**Problem description:** Please find the lines in the entries below that contain the word "must", and copy each one.

**Source data:**
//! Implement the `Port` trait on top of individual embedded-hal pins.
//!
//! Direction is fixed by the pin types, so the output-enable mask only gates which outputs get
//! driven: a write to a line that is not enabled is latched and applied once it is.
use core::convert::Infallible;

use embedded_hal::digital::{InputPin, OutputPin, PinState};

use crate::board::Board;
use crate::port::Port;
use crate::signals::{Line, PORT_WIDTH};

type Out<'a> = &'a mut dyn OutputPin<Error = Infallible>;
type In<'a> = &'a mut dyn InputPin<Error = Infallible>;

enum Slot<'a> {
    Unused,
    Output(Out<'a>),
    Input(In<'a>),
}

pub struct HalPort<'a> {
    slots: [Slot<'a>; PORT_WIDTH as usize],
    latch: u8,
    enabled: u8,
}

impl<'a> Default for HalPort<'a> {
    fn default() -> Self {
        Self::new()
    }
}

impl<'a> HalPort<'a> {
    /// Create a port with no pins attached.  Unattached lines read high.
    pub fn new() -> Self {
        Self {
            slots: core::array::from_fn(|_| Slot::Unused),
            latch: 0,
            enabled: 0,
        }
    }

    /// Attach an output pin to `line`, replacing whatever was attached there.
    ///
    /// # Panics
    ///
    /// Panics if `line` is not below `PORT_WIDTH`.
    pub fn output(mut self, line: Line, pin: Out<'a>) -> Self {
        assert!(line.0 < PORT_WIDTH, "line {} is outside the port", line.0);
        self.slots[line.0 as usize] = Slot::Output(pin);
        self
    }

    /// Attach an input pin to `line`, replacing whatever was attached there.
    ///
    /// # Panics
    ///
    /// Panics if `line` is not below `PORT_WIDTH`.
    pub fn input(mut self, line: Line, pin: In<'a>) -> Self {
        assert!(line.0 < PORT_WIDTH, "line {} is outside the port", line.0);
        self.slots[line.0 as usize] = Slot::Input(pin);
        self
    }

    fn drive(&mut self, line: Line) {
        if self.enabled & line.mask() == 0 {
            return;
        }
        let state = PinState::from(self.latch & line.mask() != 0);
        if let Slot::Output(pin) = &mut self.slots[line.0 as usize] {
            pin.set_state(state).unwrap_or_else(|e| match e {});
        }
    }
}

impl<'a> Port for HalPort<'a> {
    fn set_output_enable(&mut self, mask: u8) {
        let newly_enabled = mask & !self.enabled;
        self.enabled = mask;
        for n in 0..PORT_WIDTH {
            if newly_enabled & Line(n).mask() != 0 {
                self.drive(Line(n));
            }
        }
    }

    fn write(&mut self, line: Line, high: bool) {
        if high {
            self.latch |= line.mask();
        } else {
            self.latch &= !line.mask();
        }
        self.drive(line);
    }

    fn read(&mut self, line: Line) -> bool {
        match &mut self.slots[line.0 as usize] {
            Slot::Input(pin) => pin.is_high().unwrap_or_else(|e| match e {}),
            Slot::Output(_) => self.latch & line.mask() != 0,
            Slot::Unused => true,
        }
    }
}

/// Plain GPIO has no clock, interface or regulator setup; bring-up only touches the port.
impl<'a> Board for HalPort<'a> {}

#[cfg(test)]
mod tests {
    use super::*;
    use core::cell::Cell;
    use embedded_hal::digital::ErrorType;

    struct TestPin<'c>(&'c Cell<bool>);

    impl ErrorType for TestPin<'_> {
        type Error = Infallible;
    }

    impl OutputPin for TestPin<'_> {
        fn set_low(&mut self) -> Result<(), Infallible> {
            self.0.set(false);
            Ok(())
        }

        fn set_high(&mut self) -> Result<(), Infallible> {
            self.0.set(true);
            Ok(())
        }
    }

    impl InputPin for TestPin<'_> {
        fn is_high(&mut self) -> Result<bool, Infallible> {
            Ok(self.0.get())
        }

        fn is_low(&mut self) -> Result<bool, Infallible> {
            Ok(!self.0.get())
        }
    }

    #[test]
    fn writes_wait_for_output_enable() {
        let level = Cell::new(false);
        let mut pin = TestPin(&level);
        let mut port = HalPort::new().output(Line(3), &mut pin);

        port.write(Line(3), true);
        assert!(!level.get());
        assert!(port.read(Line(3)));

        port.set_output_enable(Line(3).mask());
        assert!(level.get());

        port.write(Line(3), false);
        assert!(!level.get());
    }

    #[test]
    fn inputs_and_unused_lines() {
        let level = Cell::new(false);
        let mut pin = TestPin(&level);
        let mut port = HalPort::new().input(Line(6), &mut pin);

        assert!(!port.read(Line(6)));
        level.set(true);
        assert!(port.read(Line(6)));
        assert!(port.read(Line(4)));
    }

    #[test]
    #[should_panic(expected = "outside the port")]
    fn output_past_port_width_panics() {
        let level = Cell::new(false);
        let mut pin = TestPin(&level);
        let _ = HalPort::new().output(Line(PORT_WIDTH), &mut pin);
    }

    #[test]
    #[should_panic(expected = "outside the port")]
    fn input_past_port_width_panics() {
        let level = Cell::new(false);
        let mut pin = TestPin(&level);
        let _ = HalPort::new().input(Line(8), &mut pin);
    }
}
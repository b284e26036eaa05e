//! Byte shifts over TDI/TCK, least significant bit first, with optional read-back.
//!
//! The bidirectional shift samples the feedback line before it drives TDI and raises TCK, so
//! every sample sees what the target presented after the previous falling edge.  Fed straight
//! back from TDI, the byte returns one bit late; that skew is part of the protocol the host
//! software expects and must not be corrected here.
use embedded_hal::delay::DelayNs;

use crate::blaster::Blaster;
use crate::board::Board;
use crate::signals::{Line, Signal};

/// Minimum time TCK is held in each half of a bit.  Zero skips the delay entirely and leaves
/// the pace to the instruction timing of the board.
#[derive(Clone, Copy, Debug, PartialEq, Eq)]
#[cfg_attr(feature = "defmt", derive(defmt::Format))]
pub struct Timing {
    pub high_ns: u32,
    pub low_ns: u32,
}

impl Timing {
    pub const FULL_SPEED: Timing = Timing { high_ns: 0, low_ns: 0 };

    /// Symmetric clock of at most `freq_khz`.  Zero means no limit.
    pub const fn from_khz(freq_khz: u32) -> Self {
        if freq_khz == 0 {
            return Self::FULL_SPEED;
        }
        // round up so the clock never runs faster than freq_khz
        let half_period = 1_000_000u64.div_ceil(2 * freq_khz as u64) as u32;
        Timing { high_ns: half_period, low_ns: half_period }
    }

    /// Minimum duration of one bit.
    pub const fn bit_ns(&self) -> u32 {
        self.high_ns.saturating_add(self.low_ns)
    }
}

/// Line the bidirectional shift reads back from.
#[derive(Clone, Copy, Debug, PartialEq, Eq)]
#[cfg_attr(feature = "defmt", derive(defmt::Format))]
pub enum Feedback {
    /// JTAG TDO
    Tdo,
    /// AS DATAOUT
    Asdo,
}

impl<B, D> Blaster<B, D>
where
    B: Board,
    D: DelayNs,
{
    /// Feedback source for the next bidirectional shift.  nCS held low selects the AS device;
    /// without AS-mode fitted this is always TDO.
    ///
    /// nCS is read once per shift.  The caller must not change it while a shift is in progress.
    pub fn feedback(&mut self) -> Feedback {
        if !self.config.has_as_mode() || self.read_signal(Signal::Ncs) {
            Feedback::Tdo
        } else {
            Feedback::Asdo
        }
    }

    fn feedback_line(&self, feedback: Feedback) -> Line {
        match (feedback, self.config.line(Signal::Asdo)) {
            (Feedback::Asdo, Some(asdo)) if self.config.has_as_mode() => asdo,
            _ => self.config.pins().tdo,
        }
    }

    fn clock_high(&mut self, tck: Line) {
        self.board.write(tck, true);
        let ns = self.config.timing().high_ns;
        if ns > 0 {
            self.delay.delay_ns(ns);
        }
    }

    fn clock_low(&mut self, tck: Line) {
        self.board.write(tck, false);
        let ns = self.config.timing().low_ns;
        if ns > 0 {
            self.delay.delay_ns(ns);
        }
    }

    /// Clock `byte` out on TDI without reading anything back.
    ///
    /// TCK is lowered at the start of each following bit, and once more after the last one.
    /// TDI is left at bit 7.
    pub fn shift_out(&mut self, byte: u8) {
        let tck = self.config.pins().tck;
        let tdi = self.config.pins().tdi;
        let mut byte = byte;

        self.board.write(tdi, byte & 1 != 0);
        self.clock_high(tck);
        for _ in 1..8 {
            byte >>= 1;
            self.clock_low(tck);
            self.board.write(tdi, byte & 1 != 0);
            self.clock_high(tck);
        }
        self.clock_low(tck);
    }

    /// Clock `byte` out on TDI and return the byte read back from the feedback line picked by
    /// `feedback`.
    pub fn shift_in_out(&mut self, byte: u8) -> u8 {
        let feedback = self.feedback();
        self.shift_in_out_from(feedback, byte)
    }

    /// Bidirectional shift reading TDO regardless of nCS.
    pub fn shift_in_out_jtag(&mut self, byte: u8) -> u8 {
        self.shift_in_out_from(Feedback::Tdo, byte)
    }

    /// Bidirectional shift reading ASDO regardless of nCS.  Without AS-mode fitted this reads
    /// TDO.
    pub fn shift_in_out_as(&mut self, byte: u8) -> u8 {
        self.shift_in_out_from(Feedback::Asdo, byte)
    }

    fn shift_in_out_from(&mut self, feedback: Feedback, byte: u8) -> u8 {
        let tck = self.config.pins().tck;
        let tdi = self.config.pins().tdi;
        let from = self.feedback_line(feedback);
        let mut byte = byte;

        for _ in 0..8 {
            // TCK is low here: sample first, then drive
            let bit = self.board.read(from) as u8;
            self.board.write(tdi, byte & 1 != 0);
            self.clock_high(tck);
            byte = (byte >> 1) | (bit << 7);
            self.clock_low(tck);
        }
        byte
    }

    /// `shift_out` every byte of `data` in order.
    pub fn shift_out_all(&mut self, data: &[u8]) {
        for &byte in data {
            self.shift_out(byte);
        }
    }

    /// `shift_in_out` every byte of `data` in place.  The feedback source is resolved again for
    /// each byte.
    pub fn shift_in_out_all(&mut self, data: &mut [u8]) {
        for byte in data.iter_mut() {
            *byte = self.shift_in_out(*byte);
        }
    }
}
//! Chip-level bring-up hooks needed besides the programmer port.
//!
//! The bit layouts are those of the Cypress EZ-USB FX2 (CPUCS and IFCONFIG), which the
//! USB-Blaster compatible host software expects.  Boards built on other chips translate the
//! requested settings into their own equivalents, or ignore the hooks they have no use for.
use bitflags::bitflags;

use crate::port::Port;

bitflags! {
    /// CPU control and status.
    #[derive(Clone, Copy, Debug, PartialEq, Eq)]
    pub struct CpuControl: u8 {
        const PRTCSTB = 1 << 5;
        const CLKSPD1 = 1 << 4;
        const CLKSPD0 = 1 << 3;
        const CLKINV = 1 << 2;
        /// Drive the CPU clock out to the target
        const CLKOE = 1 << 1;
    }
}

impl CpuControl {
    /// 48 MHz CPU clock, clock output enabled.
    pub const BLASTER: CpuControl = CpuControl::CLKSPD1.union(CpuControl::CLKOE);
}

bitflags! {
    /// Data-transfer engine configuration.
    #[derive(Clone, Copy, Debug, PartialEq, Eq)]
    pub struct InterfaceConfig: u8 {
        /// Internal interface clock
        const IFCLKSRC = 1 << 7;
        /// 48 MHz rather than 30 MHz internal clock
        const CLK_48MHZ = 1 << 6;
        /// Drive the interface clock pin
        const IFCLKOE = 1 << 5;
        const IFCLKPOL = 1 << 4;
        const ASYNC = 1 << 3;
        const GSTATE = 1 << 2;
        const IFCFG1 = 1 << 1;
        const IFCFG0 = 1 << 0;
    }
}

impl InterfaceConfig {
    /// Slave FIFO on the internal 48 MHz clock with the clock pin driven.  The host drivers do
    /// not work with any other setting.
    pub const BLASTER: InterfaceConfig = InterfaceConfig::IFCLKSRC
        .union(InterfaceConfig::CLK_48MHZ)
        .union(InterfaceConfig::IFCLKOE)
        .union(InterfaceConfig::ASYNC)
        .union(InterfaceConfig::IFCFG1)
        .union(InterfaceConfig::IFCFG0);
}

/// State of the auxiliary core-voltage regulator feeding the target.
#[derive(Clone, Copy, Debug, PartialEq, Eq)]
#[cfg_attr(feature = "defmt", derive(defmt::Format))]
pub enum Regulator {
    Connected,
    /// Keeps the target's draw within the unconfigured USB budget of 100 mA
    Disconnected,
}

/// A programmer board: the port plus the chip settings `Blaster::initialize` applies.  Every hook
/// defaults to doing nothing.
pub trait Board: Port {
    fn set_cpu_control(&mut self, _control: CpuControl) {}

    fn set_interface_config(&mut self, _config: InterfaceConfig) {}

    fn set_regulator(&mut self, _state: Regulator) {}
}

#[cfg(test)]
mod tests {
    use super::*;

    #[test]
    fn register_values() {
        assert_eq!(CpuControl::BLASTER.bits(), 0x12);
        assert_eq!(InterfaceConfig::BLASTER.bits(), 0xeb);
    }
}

**Output:**
//! software expects and must not be corrected here.
    /// nCS is read once per shift.  The caller must not change it while a shift is in progress.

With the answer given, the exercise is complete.